In [1]:
%pip install polars
%pip install duckdb
%pip install pyarrow
%pip install numpy
%pip install pandas
import os
import httpx 
import polars as pl
import duckdb
import time
import shutil
import pyarrow
import numpy
import pandas


Note: you may need to restart the kernel to use updated packages.
Note: you may need to restart the kernel to use updated packages.
Note: you may need to restart the kernel to use updated packages.
Note: you may need to restart the kernel to use updated packages.
Note: you may need to restart the kernel to use updated packages.


In [2]:
#Using httpx: streams in files chunk by chunk with some error checking
def download_file(url, filename):
    print(f"\nAttempting to download {filename}.......\n")
    timeout = httpx.Timeout(10.0)

    with httpx.Client(timeout = timeout) as client:
        with client.stream("GET", url) as response:
            response.raise_for_status()
            with open(filename, "wb") as file:
                for chunk in response.iter_bytes():
                    file.write(chunk)
    print("\n[Download Successful!....]\n")
    
    
    

In [3]:
#Downloads the necessary files
download_file("https://d37ci6vzurychx.cloudfront.net/trip-data/yellow_tripdata_2024-01.parquet", "yellow_tripdata_2024-01.parquet")

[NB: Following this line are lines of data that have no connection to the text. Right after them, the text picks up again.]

//! Client-facing error rendering
//!
//! Every error leaves the gateway in the Anthropic error envelope:
//!
//! ```json
//! {"type":"error","error":{"type":"<class>","message":"<text>"}}
//! ```
//!
//! Upstream errors pass through with the upstream status and message;
//! gateway-originated errors map onto the envelope classes here.

use axum::http::StatusCode;
use axum::response::{IntoResponse, Response};
use router::RouteError;

/// Envelope error classes.
#[derive(Debug, Clone, Copy, PartialEq, Eq)]
pub enum ErrorClass {
    Authentication,
    InvalidRequest,
    Api,
    Overloaded,
    NotFound,
}

impl ErrorClass {
    pub fn as_str(self) -> &'static str {
        match self {
            ErrorClass::Authentication => "authentication_error",
            ErrorClass::InvalidRequest => "invalid_request_error",
            ErrorClass::Api => "api_error",
            ErrorClass::Overloaded => "overloaded_error",
            ErrorClass::NotFound => "not_found_error",
        }
    }
}

/// A gateway-originated error ready to render.
#[derive(Debug)]
pub struct ApiError {
    pub status: StatusCode,
    pub class: ErrorClass,
    pub message: String,
}

impl ApiError {
    pub fn unauthorized(message: impl Into<String>) -> Self {
        Self {
            status: StatusCode::UNAUTHORIZED,
            class: ErrorClass::Authentication,
            message: message.into(),
        }
    }

    pub fn bad_request(message: impl Into<String>) -> Self {
        Self {
            status: StatusCode::BAD_REQUEST,
            class: ErrorClass::InvalidRequest,
            message: message.into(),
        }
    }

    pub fn payload_too_large(limit: usize) -> Self {
        Self {
            status: StatusCode::PAYLOAD_TOO_LARGE,
            class: ErrorClass::InvalidRequest,
            message: format!("request body exceeds the {limit}-byte limit"),
        }
    }

    pub fn not_found(message: impl Into<String>) -> Self {
        Self {
            status: StatusCode::NOT_FOUND,
            class: ErrorClass::NotFound,
            message: message.into(),
        }
    }

    pub fn rate_limited(message: impl Into<String>) -> Self {
        Self {
            status: StatusCode::TOO_MANY_REQUESTS,
            class: ErrorClass::Overloaded,
            message: message.into(),
        }
    }

    pub fn no_eligible_provider(message: impl Into<String>) -> Self {
        Self {
            status: StatusCode::SERVICE_UNAVAILABLE,
            class: ErrorClass::Overloaded,
            message: message.into(),
        }
    }

    pub fn failover_exhausted(message: impl Into<String>) -> Self {
        Self {
            status: StatusCode::BAD_GATEWAY,
            class: ErrorClass::Api,
            message: message.into(),
        }
    }

    pub fn internal(message: impl Into<String>) -> Self {
        Self {
            status: StatusCode::INTERNAL_SERVER_ERROR,
            class: ErrorClass::Api,
            message: message.into(),
        }
    }

    /// Serialized envelope body.
    pub fn envelope(&self) -> serde_json::Value {
        serde_json::json!({
            "type": "error",
            "error": {
                "type": self.class.as_str(),
                "message": self.message,
            }
        })
    }
}

impl From<RouteError> for ApiError {
    fn from(err: RouteError) -> Self {
        match err {
            RouteError::NoEligibleProvider => ApiError::no_eligible_provider(err.to_string()),
            RouteError::RateLimitedAllKeys => ApiError::rate_limited(err.to_string()),
            RouteError::ModelUnsupported(_) => ApiError::not_found(err.to_string()),
            RouteError::FailoverExhausted(_) => ApiError::failover_exhausted(err.to_string()),
        }
    }
}

impl IntoResponse for ApiError {
    fn into_response(self) -> Response {
        (
            self.status,
            [(axum::http::header::CONTENT_TYPE, "application/json")],
            self.envelope().to_string(),
        )
            .into_response()
    }
}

download_file("https://d37ci6vzurychx.cloudfront.net/misc/taxi_zone_lookup.csv", "taxi_zone_lookup.csv")



Attempting to download yellow_tripdata_2024-01.parquet.......


[Download Successful!....]


Attempting to download taxi_zone_lookup.csv.......


[Download Successful!....]



In [4]:
#Verifies that all columns exist in the DataFrame
df_parquet = pl.read_parquet("yellow_tripdata_2024-01.parquet")

column_names = ['tpep_pickup_datetime', 'tpep_dropoff_datetime', 'PULocationID', 
                'DOLocationID', 'passenger_count', 'trip_distance', 'fare_amount', 'tip_amount', 'total_amount', 'payment_type']

missing_columns = [col for col in column_names if col not in df_parquet.columns]
if missing_columns:
    raise ValueError(f"\nColumns{missing_columns} do not exist in the DataFrame.\n")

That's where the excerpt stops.